Brave Search

Soft margin in linear support vector machine using python

stackoverflow.com › questions › 48804198 › soft-margin-in-linear-support-vector-machine-using-python

As for scipy.optimize, you misuse its optimization methods. Both Newton-CG and BFGS assume your cost function is smooth, which is not the case. If you use a robust gradient-free method, like Nelder-Mead, you will converge to the right point in most cases (I have tried it).

Your problem can be theoretically solved by gradient descent, but only if you adapt it to a non-smooth function.

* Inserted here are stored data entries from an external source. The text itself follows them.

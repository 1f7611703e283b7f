//! Parsing of bracketed value paths such as `[gophers][0][name]`.
//!
//! A path is scanned left to right for `[label]` groups whose label is non-empty and free of
//! square brackets. Everything outside such groups is skipped, so `x[a]y[b]` has the same
//! segments as `[a][b]`. Labels are kept verbatim; whether a label is used as an array index
//! or an object key is only decided while walking, against the node that is actually there.

use std::fmt;
use std::str::FromStr;

use chumsky::prelude::*;
use tracing::*;

use crate::error::{ErrorKind, Result};
use crate::spanned::Spanned;

/// A parsed path. The empty path has no segments and denotes the root value.
#[derive(Debug, Clone, PartialEq, Eq, Default)]
pub struct Path {
    segments: Vec<Spanned<String>>,
}

/// What a label means when the node it is applied to turns out to be an array.
#[derive(Debug, Clone, Copy, PartialEq, Eq)]
pub enum Index {
    /// A canonical non-negative integer that fits in `usize`.
    At(usize),
    /// A canonical integer that can never address an element: negative, or too large for
    /// `usize`.
    Beyond,
}

impl Index {
    /// Classify a label. Only canonical base-10 integers are indices: ASCII digits without a
    /// leading `+`, whitespace or superfluous leading zeros, optionally preceded by `-`. `-0`
    /// is not canonical. Labels that are not indices can still be used as object keys.
    pub fn classify(label: &str) -> Option<Index> {
        let (negative, digits) = match label.strip_prefix('-') {
            Some(rest) => (true, rest),
            None => (false, label),
        };

        let canonical = !digits.is_empty()
            && digits.bytes().all(|b| b.is_ascii_digit())
            && (digits == "0" || !digits.starts_with('0'));
        if !canonical || (negative && digits == "0") {
            return None;
        }

        if negative {
            return Some(Index::Beyond);
        }

        Some(digits.parse::<usize>().map_or(Index::Beyond, Index::At))
    }
}

fn segments<'a>() -> impl Parser<'a, &'a str, Vec<Spanned<String>>, extra::Err<Rich<'a, char>>> {
    let segment = none_of("[]")
        .repeated()
        .at_least(1)
        .to_slice()
        .map(ToString::to_string)
        .delimited_by(just('['), just(']'))
        .map_with(|val, e| Spanned {
            span: e.span(),
            val,
        })
        .labelled("path segment");

    // Anything that does not start a well-formed segment is skipped one character at a time.
    segment
        .map(Some)
        .or(any().to(None))
        .repeated()
        .collect::<Vec<_>>()
        .map(|found: Vec<Option<Spanned<String>>>| {
            found.into_iter().flatten().collect()
        })
        .then_ignore(end())
}

impl Path {
    /// The empty path.
    pub fn root() -> Self {
        Path::default()
    }

    /// Parse a path string. A non-empty string without a single `[label]` group is rejected
    /// with [`ErrorKind::InvalidPath`].
    pub fn parse(input: &str) -> Result<Self> {
        let segments = segments().parse(input).into_result().map_err(|errs| {
            debug!(?input, ?errs, "failed to scan path");
            ErrorKind::InvalidPath
        })?;

        if segments.is_empty() && !input.is_empty() {
            debug!(?input, "nonempty path without any bracketed segment");
            return Err(ErrorKind::InvalidPath);
        }

        trace!(?input, count = segments.len(), "parsed path");
        Ok(Path { segments })
    }

    /// Build a path from raw labels. Spans are those of the canonical rendering, i.e. of
    /// `self.to_string()`.
    pub fn from_labels<I, S>(labels: I) -> Self
    where
        I: IntoIterator<Item = S>,
        S: Into<String>,
    {
        let mut offset = 0;
        let segments = labels
            .into_iter()
            .map(|label| {
                let val = label.into();
                let len = val.len() + 2;
                let span = SimpleSpan::from(offset..offset + len);
                offset += len;
                Spanned { span, val }
            })
            .collect();
        Path { segments }
    }

    pub fn segments(&self) -> &[Spanned<String>] {
        &self.segments
    }

    pub fn labels(&self) -> impl Iterator<Item = &str> {
        self.segments.iter().map(|s| s.val.as_str())
    }

    pub fn is_root(&self) -> bool {
        self.segments.is_empty()
    }

    /// `self` followed by `other`. Walking the result from some node is the same as walking
    /// `self` and then walking `other` from wherever that ended up.
    pub fn join(&self, other: &Path) -> Path {
        Path::from_labels(self.labels().chain(other.labels()))
    }
}

impl FromStr for Path {
    type Err = ErrorKind;

    fn from_str(s: &str) -> Result<Self> {
        Path::parse(s)
    }
}

impl fmt::Display for Path {
    fn fmt(&self, f: &mut fmt::Formatter<'_>) -> fmt::Result {
        for segment in &self.segments {
            write!(f, "[{}]", segment.val)?;
        }
        Ok(())
    }
}

#[cfg(test)]
mod tests {
    use super::*;

    fn labels(input: &str) -> Vec<String> {
        Path::parse(input)
            .unwrap()
            .labels()
            .map(ToString::to_string)
            .collect()
    }

    #[test]
    fn empty_path_is_root() {
        let path = Path::parse("").unwrap();
        assert!(path.is_root());
        assert_eq!(path, Path::root());
    }

    #[test]
    fn bracketed_segments_are_split() {
        assert_eq!(labels("[gophers][0][name]"), ["gophers", "0", "name"]);
    }

    #[test]
    fn labels_are_verbatim() {
        assert_eq!(
            labels("[ spaced key ][a.b][\"q\"]"),
            [" spaced key ", "a.b", "\"q\""]
        );
    }

    #[test]
    fn text_between_groups_is_skipped() {
        assert_eq!(labels("x[a]y[b]z"), ["a", "b"]);
        assert_eq!(labels("[[a]]"), ["a"]);
        assert_eq!(labels("[a[b]"), ["b"]);
        assert_eq!(labels("[][a]"), ["a"]);
    }

    #[test]
    fn nonempty_path_without_groups_is_invalid() {
        for input in ["foo", "foo.bar", "[]", "[", "]", "][", "[[]]", " "] {
            assert_eq!(Path::parse(input), Err(ErrorKind::InvalidPath), "{input:?}");
        }
    }

    #[test]
    fn spans_cover_the_brackets() {
        let path = Path::parse("x[ab][c]").unwrap();
        let spans: Vec<_> = path
            .segments()
            .iter()
            .map(|s| s.span.into_range())
            .collect();
        assert_eq!(spans, [1..5, 5..8]);
    }

    #[test]
    fn display_renders_canonical_form() {
        assert_eq!(Path::parse("x[a] [0]").unwrap().to_string(), "[a][0]");
        assert_eq!(Path::root().to_string(), "");
    }

    #[test]
    fn join_concatenates_and_respans() {
        let joined = Path::parse("[a]").unwrap().join(&Path::parse("  [bc]").unwrap());
        assert_eq!(joined.to_string(), "[a][bc]");
        assert_eq!(joined.segments()[1].span.into_range(), 3..7);
        assert_eq!(joined, "[a][bc]".parse::<Path>().unwrap());
    }

    #[test]
    fn index_classification() {
        assert_eq!(Index::classify("0"), Some(Index::At(0)));
        assert_eq!(Index::classify("17"), Some(Index::At(17)));
        assert_eq!(Index::classify("-1"), Some(Index::Beyond));
        assert_eq!(
            Index::classify("99999999999999999999999999"),
            Some(Index::Beyond)
        );

        for label in ["", "-", "-0", "+1", "01", "00", " 1", "1 ", "1e3", "0x1", "one"] {
            assert_eq!(Index::classify(label), None, "{label:?}");
        }
    }
}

Currently, your algorithm approaches optimum quickly, but starts jumping around instead of converging, due to a large learning rate combined with a sharp change in gradient where the maximum in the cost function changes from 0 to positive:

You can calm these oscillations down by decreasing learning rate each time when your costs fails to decrease relative to the previous iteration

def train(self):

    #----------Optimize using scipy.optimize----------
    if self.method=='optimize':
        opt=optimize.minimize(self.costFunc,self.theta,args=(self.xdata,self.ydata),\
                jac=self.jac,method='BFGS')
        self.theta=opt.x

    #---------Optimize using Gradient descent---------
    elif self.method=='GD':
        costs=[]
        lr=self.lr

        for ii in range(self.n_iter):
            dj=self.jac(self.theta,self.xdata,self.ydata)
            old_theta = self.theta.copy()
            self.theta=self.theta-lr*dj
            cii=self.costFunc(self.theta,self.xdata,self.ydata)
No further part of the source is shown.